Here turned out to feel right. Thiesmann joined the Clallam County Planning Department, while Rome worked for the Conservation District.

As WSU Extension director, Rome helps farmers develop their business acumen: something Patty McManus Huber, co-owner of Nash’s Organic Produce in Dungeness, values.

“We don’t necessarily need someone to tell us how to farm,” McManus Huber said. “But we appreciate her expertise on how to market ourselves. You have to be more than just a farmer these days. You’ve got to be a computer expert; you’ve got to know how to fix the truck.

“It’s interesting that both counties,” Clallam and Jefferson, “now have dynamic young women as Extension agents,” McManus Huber added, referring to Rome and Laura Lewis, Jefferson’s WSU Extension director.

“It is really a cool thing for them to compare notes and exchange ideas. We are all on the same Peninsula.”

Rome couldn’t agree more.

In her travels, she works with farmers of all political persuasions, with the Peninsula’s tribes, with young people in 4-H and with all kinds of people growing their own food.

“Everybody’s in this together, and we’ve got to make it work,” she said.

Rome has to keep things working inside her office, too. The WSU Extension program used to have an administrative assistant, but that position was cut just before Rome was hired.

So as the sole full-time worker here, she’s also customer service representative and equipment repairwoman.

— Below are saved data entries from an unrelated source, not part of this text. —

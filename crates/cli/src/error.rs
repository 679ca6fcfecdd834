//! Failures the `sand-garden` binary reports.
//!
//! | exit code | cause |
//! |-----------|-------|
//! | 2  | argument parsing, handled by clap before `run` |
//! | 10 | the engine rejected the run (unknown name, bad config, bad size) |
//! | 11 | a seed file or snapshot could not be read or written |
//! | 12 | `--params` or a seed file does not parse |
//! | 13 | a report could not be serialized |

use sand_garden_core::EngineError;
use std::path::PathBuf;
use thiserror::Error;

#[derive(Debug, Error)]
pub enum CliError {
    #[error(transparent)]
    Engine(EngineError),

    #[error("cannot {action} seed file {}: {source}", .path.display())]
    SeedFile {
        action: &'static str,
        path: PathBuf,
        #[source]
        source: std::io::Error,
    },

    #[error("cannot write snapshot: {0}")]
    Snapshot(String),

    #[error("invalid --params JSON: {0}")]
    Params(#[source] serde_json::Error),

    #[error("malformed seed file {}: {source}", .path.display())]
    MalformedSeed {
        path: PathBuf,
        #[source]
        source: serde_json::Error,
    },

    #[error("cannot serialize report: {0}")]
    Report(#[from] serde_json::Error),
}

impl CliError {
    pub fn exit_code(&self) -> i32 {
        match self {
            CliError::Engine(_) => 10,
            CliError::SeedFile { .. } | CliError::Snapshot(_) => 11,
            CliError::Params(_) | CliError::MalformedSeed { .. } => 12,
            CliError::Report(_) => 13,
        }
    }
}

impl From<EngineError> for CliError {
    fn from(e: EngineError) -> Self {
        // the engines only raise Io while writing a snapshot
        match e {
            EngineError::Io(msg) => CliError::Snapshot(msg),
            other => CliError::Engine(other),
        }
    }
}
//! Easing curves for the eased animations.
//!
//! All curves map `[0, 1] → ℝ` with `f(0) = 0` and `f(1) = 1`. Back-out
//! overshoots above 1 before settling.

use serde::{Deserialize, Serialize};

/// Overshoot constant of the back curves (≈10% overshoot).
const BACK_OVERSHOOT: f64 = 1.70158;

#[derive(Debug, Clone, Copy, PartialEq, Eq, Serialize, Deserialize)]
pub enum Easing {
    Linear,
    QuadraticIn,
    QuadraticOut,
    QuadraticInOut,
    /// Accelerating: used to fade the sand layout out.
    QuinticIn,
    /// Decelerating: used to fade the new layout in.
    QuinticOut,
    BackOut,
}

impl Easing {
    /// Eased value at progress `t`, clamped to `[0, 1]` first.
    pub fn apply(self, t: f64) -> f64 {
        let t = t.clamp(0.0, 1.0);
        match self {
            Self::Linear => t,
            Self::QuadraticIn => t * t,
            Self::QuadraticOut => t * (2.0 - t),
            Self::QuadraticInOut => {
                if t < 0.5 {
                    2.0 * t * t
                } else {
                    1.0 - (-2.0 * t + 2.0).powi(2) / 2.0
                }
            }
            Self::QuinticIn => t.powi(5),
            Self::QuinticOut => 1.0 - (1.0 - t).powi(5),
            Self::BackOut => {
                let u = t - 1.0;
                u * u * ((BACK_OVERSHOOT + 1.0) * u + BACK_OVERSHOOT) + 1.0
            }
        }
    }
}
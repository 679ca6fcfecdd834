//! Error types for the sand-garden core.

use thiserror::Error;

/// Errors produced by field, configuration and engine operations.
#[derive(Debug, Error)]
pub enum EngineError {
    /// Field size was too small to simulate, or `size * size` overflowed.
    #[error("invalid dimensions: field size must be at least 2 and size * size must fit in memory")]
    InvalidDimensions,

    /// A configuration value was rejected before any frame ran.
    #[error("invalid configuration for '{name}': {reason}")]
    InvalidConfig { name: String, reason: String },

    /// Two fields had incompatible dimensions.
    #[error("dimension mismatch: ({lhs_w}, {lhs_h}) vs ({rhs_w}, {rhs_h})")]
    DimensionMismatch {
        lhs_w: usize,
        lhs_h: usize,
        rhs_w: usize,
        rhs_h: usize,
    },

    /// An engine name did not match any registered engine.
    #[error("unknown engine: {0}")]
    UnknownEngine(String),

    /// A snapshot or seed file could not be read or written.
    #[error("i/o error: {0}")]
    Io(String),
}

impl EngineError {
    /// Shorthand for [`EngineError::InvalidConfig`].
    pub fn config(name: &str, reason: impl Into<String>) -> Self {
        EngineError::InvalidConfig {
            name: name.to_owned(),
            reason: reason.into(),
        }
    }
}
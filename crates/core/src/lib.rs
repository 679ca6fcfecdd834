#![deny(unsafe_code)]
//! Core types for the sand-garden height-field simulation.
//!
//! Provides the `Engine` trait, the `Field` height grid and its double-buffered
//! `FieldPair`, the seeded `NoiseSource` (fractal initial field plus the
//! coherent-noise primitive), the `Xorshift64` PRNG, the reproducible `Seed`,
//! and JSON parameter helpers.

pub mod buffer;
pub mod engine;
pub mod error;
pub mod field;
pub mod fractal;
pub mod params;
pub mod prng;
pub mod seed;

pub use buffer::FieldPair;
pub use engine::Engine;
pub use error::EngineError;
pub use field::Field;
pub use fractal::{FractalParams, NoiseSource};
pub use prng::Xorshift64;
pub use seed::Seed;
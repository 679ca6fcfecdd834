#![deny(unsafe_code)]
//! CLI binary for the sand garden.
//!
//! Subcommands:
//! - `render <engine>`: run an engine for N frames, write a PNG
//! - `replay <seed.json>`: re-run a saved seed bit for bit, write a PNG
//! - `probe <engine>`: run N frames and print the height and slope at a point
//! - `list`: print available engines
//!
//! Set `RUST_LOG=debug` to see transition diagnostics.

mod error;

use clap::{Args, Parser, Subcommand};
use error::CliError;
use glam::DVec2;
use sand_garden_core::{Engine, Seed};
use sand_garden_engines::pixel::SandRamp;
use sand_garden_engines::EngineKind;
use std::path::{Path, PathBuf};
use std::process;

#[derive(Parser)]
#[command(name = "sand-garden", about = "Raked sand garden height-field simulation")]
struct Cli {
    /// Output as JSON instead of human-readable text.
    #[arg(long, global = true)]
    json: bool,

    #[command(subcommand)]
    command: Command,
}

/// Options shared by every subcommand that builds a run from flags.
#[derive(Args)]
struct RunArgs {
    /// Engine name (e.g. "sand-garden").
    engine: String,

    /// Field side length in cells.
    #[arg(short = 'n', long, default_value_t = 256)]
    size: usize,

    /// Number of frames to advance.
    #[arg(short, long, default_value_t = 120)]
    frames: usize,

    /// Frame length in milliseconds.
    #[arg(long, default_value_t = sand_garden_core::seed::DEFAULT_FRAME_MS)]
    frame_ms: f64,

    /// Seed for the noise generator and layout draws.
    #[arg(long, default_value_t = 42)]
    seed: u64,

    /// Request a layout change before these frames (repeatable).
    #[arg(long = "change-at")]
    change_at: Vec<usize>,

    /// Engine parameters as a JSON string.
    #[arg(long, default_value = "{}")]
    params: String,
}

impl RunArgs {
    fn to_seed(&self) -> Result<Seed, CliError> {
        let params: serde_json::Value =
            serde_json::from_str(&self.params).map_err(CliError::Params)?;
        let mut seed = Seed::new(&self.engine, self.size, self.seed);
        seed.params = params;
        seed.frames = self.frames;
        seed.frame_ms = self.frame_ms;
        seed.layout_changes = self.change_at.clone();
        Ok(seed)
    }
}

#[derive(Subcommand)]
enum Command {
    /// Run an engine for N frames and write a PNG snapshot.
    Render {
        #[command(flatten)]
        run: RunArgs,

        /// Output file path.
        #[arg(short, long, default_value = "sand.png")]
        output: PathBuf,

        /// Also save the run as a replayable seed file.
        #[arg(long)]
        save_seed: Option<PathBuf>,
    },
    /// Replay a saved seed file and write a PNG snapshot.
    Replay {
        /// Seed file written by `render --save-seed`.
        seed_file: PathBuf,

        /// Output file path.
        #[arg(short, long, default_value = "sand.png")]
        output: PathBuf,
    },
    /// Run an engine for N frames and probe the field at (u, v).
    Probe {
        #[command(flatten)]
        run: RunArgs,

        #[arg(short, long, default_value_t = 0.5)]
        u: f64,

        #[arg(short, long, default_value_t = 0.5)]
        v: f64,
    },
    /// List available engines.
    List,
}

/// Builds the engine a seed names and advances it through every frame,
/// requesting layout changes where the seed schedules them.
fn run_seed(seed: &Seed) -> Result<EngineKind, CliError> {
    seed.validate()?;
    let mut engine = EngineKind::from_name(&seed.engine, seed.size, seed.seed, &seed.params)?;
    for frame in 0..seed.frames {
        if seed.changes_layout_at(frame) && !engine.request_layout_change() {
            log::info!("frame {frame}: layout change skipped, one is already running");
        }
        engine.advance(seed.frame_ms)?;
    }
    Ok(engine)
}

fn read_seed(path: &Path) -> Result<Seed, CliError> {
    let text = std::fs::read_to_string(path).map_err(|source| CliError::SeedFile {
        action: "read",
        path: path.to_path_buf(),
        source,
    })?;
    serde_json::from_str(&text).map_err(|source| CliError::MalformedSeed {
        path: path.to_path_buf(),
        source,
    })
}

fn write_seed(seed: &Seed, path: &Path) -> Result<(), CliError> {
    let text = serde_json::to_string_pretty(seed)?;
    std::fs::write(path, text).map_err(|source| CliError::SeedFile {
        action: "write",
        path: path.to_path_buf(),
        source,
    })
}

fn report_render(json: bool, seed: &Seed, output: &Path) -> Result<(), CliError> {
    if json {
        let info = serde_json::json!({
            "engine": seed.engine,
            "size": seed.size,
            "frames": seed.frames,
            "seed": seed.seed,
            "output": output.display().to_string(),
        });
        println!("{}", serde_json::to_string_pretty(&info)?);
    } else {
        eprintln!(
            "rendered {engine} ({size}x{size}, {frames} frames, seed {seed}) -> {output}",
            engine = seed.engine,
            size = seed.size,
            frames = seed.frames,
            seed = seed.seed,
            output = output.display()
        );
    }
    Ok(())
}

fn run(cli: Cli) -> Result<(), CliError> {
    match cli.command {
        Command::List => {
            let engines = EngineKind::list_engines();
            if cli.json {
                let info = serde_json::json!({ "engines": engines });
                println!("{}", serde_json::to_string_pretty(&info)?);
            } else {
                println!("Engines:");
                for name in engines {
                    println!("  {name}");
                }
            }
        }
        Command::Render {
            run,
            output,
            save_seed,
        } => {
            let seed = run.to_seed()?;
            let engine = run_seed(&seed)?;
            sand_garden_engines::snapshot::write_png(engine.field(), &SandRamp::default(), &output)?;
            if let Some(path) = save_seed {
                write_seed(&seed, &path)?;
            }
            report_render(cli.json, &seed, &output)?;
        }
        Command::Replay { seed_file, output } => {
            let seed = read_seed(&seed_file)?;
            let engine = run_seed(&seed)?;
            sand_garden_engines::snapshot::write_png(engine.field(), &SandRamp::default(), &output)?;
            report_render(cli.json, &seed, &output)?;
        }
        Command::Probe { run, u, v } => {
            let seed = run.to_seed()?;
            let mut engine = run_seed(&seed)?;
            let probe = engine.sand_mut().sample_height(DVec2::new(u, v));
            if cli.json {
                let info = serde_json::json!({
                    "uv": [u, v],
                    "height": probe.height,
                    "gradient": [probe.gradient.x, probe.gradient.y],
                    "state": engine.params()["state"],
                });
                println!("{}", serde_json::to_string_pretty(&info)?);
            } else {
                println!(
                    "height {:.4} at ({u}, {v}), downhill ({:.5}, {:.5})",
                    probe.height, probe.gradient.x, probe.gradient.y
                );
            }
        }
    }

    Ok(())
}

fn main() {
    env_logger::init();
    let cli = Cli::parse();
    let json_mode = cli.json;
    if let Err(e) = run(cli) {
        if json_mode {
            let j = serde_json::json!({"error": e.to_string(), "exit_code": e.exit_code()});
            eprintln!("{}", serde_json::to_string_pretty(&j).unwrap_or_default());
        } else {
            eprintln!("error: {e}");
        }
        process::exit(e.exit_code());
    }
}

Rome and her husband have fond hopes for the Peninsula’s future.

They’re about to make another family transition: Theismann, a stay-at-home dad since their daughter Elsa was born in October 2010, is about to go back to work. He’ll be a preschool teacher at Bonnie Schmidt’s new Little Rhythms Learning Center in Port Angeles.

“We feel really lucky,” said Rome, “to have landed here.”

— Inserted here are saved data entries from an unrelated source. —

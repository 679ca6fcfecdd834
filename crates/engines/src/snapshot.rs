//! CPU-side PNG rendering of a [`Field`].
//!
//! Feature-gated behind `png` (default on) so library users that only need
//! the simulation do not pull in the `image` crate.

use sand_garden_core::error::EngineError;
use sand_garden_core::field::Field;
use std::path::Path;

use crate::pixel::{field_to_rgba, SandRamp};

/// Writes a field as a PNG image through the given ramp.
///
/// Returns `EngineError::InvalidDimensions` if the field dimensions overflow
/// `u32`, or `EngineError::Io` on write failure.
pub fn write_png(field: &Field, ramp: &SandRamp, path: &Path) -> Result<(), EngineError> {
    let rgba = field_to_rgba(field, ramp);
    let w = u32::try_from(field.width()).map_err(|_| EngineError::InvalidDimensions)?;
    let h = u32::try_from(field.height()).map_err(|_| EngineError::InvalidDimensions)?;
    let img = image::RgbaImage::from_raw(w, h, rgba)
        .ok_or_else(|| EngineError::Io("RGBA buffer size mismatch".into()))?;
    img.save(path).map_err(|e| EngineError::Io(e.to_string()))?;
    log::debug!("wrote {w}x{h} snapshot to {}", path.display());
    Ok(())
}

#[cfg(test)]
mod tests {
    use super::*;

    #[test]
    fn write_png_round_trip() {
        let field = Field::from_fn(16, 8, |uv| (uv.x * 20.0).sin() * 5.0).unwrap();
        let dir = tempfile::tempdir().unwrap();
        let path = dir.path().join("sand.png");

        write_png(&field, &SandRamp::default(), &path).unwrap();

        let img = image::open(&path).unwrap().to_rgba8();
        assert_eq!(img.width(), 16);
        assert_eq!(img.height(), 8);
    }

    #[test]
    fn write_png_reports_io_failure() {
        let field = Field::new(4, 4).unwrap();
        let dir = tempfile::tempdir().unwrap();
        let path = dir.path().join("missing").join("sand.png");
        let err = write_png(&field, &SandRamp::default(), &path).unwrap_err();
        assert!(matches!(err, EngineError::Io(_)));
    }
}
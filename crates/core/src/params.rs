//! Lenient typed lookups on a `serde_json::Value` params object.
//!
//! Each helper takes a JSON value, a key and a default. A missing key or a
//! value of the wrong type yields the default; range checks happen later in
//! the config's `validate`.

use serde_json::Value;

/// Extracts an `f64` from `params[name]`. JSON integers are accepted.
pub fn param_f64(params: &Value, name: &str, default: f64) -> f64 {
    params.get(name).and_then(Value::as_f64).unwrap_or(default)
}

/// Extracts a non-negative integer from `params[name]` as `usize`.
pub fn param_usize(params: &Value, name: &str, default: usize) -> usize {
    params
        .get(name)
        .and_then(Value::as_u64)
        .and_then(|v| usize::try_from(v).ok())
        .unwrap_or(default)
}

/// Extracts a `bool` from `params[name]`.
pub fn param_bool(params: &Value, name: &str, default: bool) -> bool {
    params.get(name).and_then(Value::as_bool).unwrap_or(default)
}

#[cfg(test)]
mod tests {
    use super::*;
    use serde_json::json;

    #[test]
    fn param_f64_reads_floats_and_integers() {
        let params = json!({"bump_amplitude": 2.5, "bounds": 512});
        assert_eq!(param_f64(&params, "bump_amplitude", 4.0), 2.5);
        assert_eq!(param_f64(&params, "bounds", 1024.0), 512.0);
    }

    #[test]
    fn param_f64_falls_back_on_missing_or_mistyped() {
        let params = json!({"shrink_ms": "slow", "grow_ms": null});
        assert_eq!(param_f64(&params, "shrink_ms", 1000.0), 1000.0);
        assert_eq!(param_f64(&params, "grow_ms", 900.0), 900.0);
        assert_eq!(param_f64(&params, "absent", 1.5), 1.5);
        assert_eq!(param_f64(&json!([1, 2]), "absent", 7.0), 7.0);
    }

    #[test]
    fn param_usize_rejects_negative_and_fractional() {
        let params = json!({"size": 128, "octaves": -3, "scene_groups": 2.5});
        assert_eq!(param_usize(&params, "size", 256), 128);
        assert_eq!(param_usize(&params, "octaves", 15), 15);
        assert_eq!(param_usize(&params, "scene_groups", 2), 2);
    }

    #[test]
    fn param_bool_reads_only_booleans() {
        let params = json!({"master_fade": true, "fixed_phase_step": 1});
        assert!(param_bool(&params, "master_fade", false));
        assert!(!param_bool(&params, "fixed_phase_step", false));
    }
}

A harvest of farms on October tour

THE 17TH ANNUAL Clallam County Farm Tour on Saturday, Oct. 5, features eight working farms from Agnew to Sequim to Blyn. From 10 a.m. to 4 p.m., the participating farms will offer activities for all ages, music, food and guided tours of their fields. Here’s the lineup for the event, presented by Washington State University’s Clallam County Extension and the North Olympic Land Trust.

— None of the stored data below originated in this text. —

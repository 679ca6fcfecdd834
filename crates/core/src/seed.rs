//! Reproducible description of a simulation run.
//!
//! A [`Seed`] captures everything needed to replay a run bit for bit: engine
//! name, field size, parameter overrides, the noise/PRNG seed, how many
//! frames to advance, the frame length, and the frames at which a layout
//! change is requested.

use crate::error::EngineError;
use serde::{Deserialize, Serialize};

/// Default frame length: one 60 Hz frame, in milliseconds.
pub const DEFAULT_FRAME_MS: f64 = 1000.0 / 60.0;

fn default_frame_ms() -> f64 {
    DEFAULT_FRAME_MS
}

/// Reproducible run specification. Two identical seeds fed to the same
/// binary produce bit-identical fields.
#[derive(Debug, Clone, Serialize, Deserialize, PartialEq)]
pub struct Seed {
    pub engine: String,
    pub size: usize,
    pub params: serde_json::Value,
    pub seed: u64,
    pub frames: usize,
    #[serde(default = "default_frame_ms")]
    pub frame_ms: f64,
    /// Frame indices (0-based) before which a layout change is requested.
    #[serde(default)]
    pub layout_changes: Vec<usize>,
}

impl Seed {
    /// Creates a seed with empty params, zero frames and 60 Hz frames.
    pub fn new(engine: &str, size: usize, seed: u64) -> Self {
        Self {
            engine: engine.to_string(),
            size,
            params: serde_json::Value::Object(serde_json::Map::new()),
            seed,
            frames: 0,
            frame_ms: DEFAULT_FRAME_MS,
            layout_changes: Vec::new(),
        }
    }

    /// Rejects sizes below 2, overflowing sizes and non-positive frame lengths.
    pub fn validate(&self) -> Result<(), EngineError> {
        if self.size < 2 {
            return Err(EngineError::InvalidDimensions);
        }
        self.size
            .checked_mul(self.size)
            .ok_or(EngineError::InvalidDimensions)?;
        if !(self.frame_ms.is_finite() && self.frame_ms > 0.0) {
            return Err(EngineError::config(
                "frame_ms",
                format!("must be a positive number of milliseconds, got {}", self.frame_ms),
            ));
        }
        Ok(())
    }

    /// True if a layout change is scheduled before `frame`.
    pub fn changes_layout_at(&self, frame: usize) -> bool {
        self.layout_changes.contains(&frame)
    }
}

■ Annie’s Flower Farm, formerly The Cutting Garden, producing dahlias and other blooms at 303 1/2 Dahlia Llama Road, Dungeness;

■ Bekkevar Family Farm, producing beef cattle, grain, hay and hogs at 273054 Highway 101, Blyn;

■ Dungeness Valley Creamery, producing raw milk at 1915 Towne Road, Dungeness;

■ Freedom Farm, a beef cattle and hay farm and equestrian center at 493 Spring Road, Agnew;

■ Jardin Du Soleil Lavender Farm at 3932 Sequim-Dungeness Way, Dungeness;

■ Lazy J Tree Farm, producing organic fruit and Christmas trees at 225 Gehrke Road, Agnew;

■ Lökalie Gaare, the “Lucky Sheep Farm” with sheep and Border collies at 702 Gunn Road, Agnew;

■ Nash’s Organic Produce, with pastured pork, eggs, vegetables, fruit and grain at 1865 E. Anderson Road, Dungeness.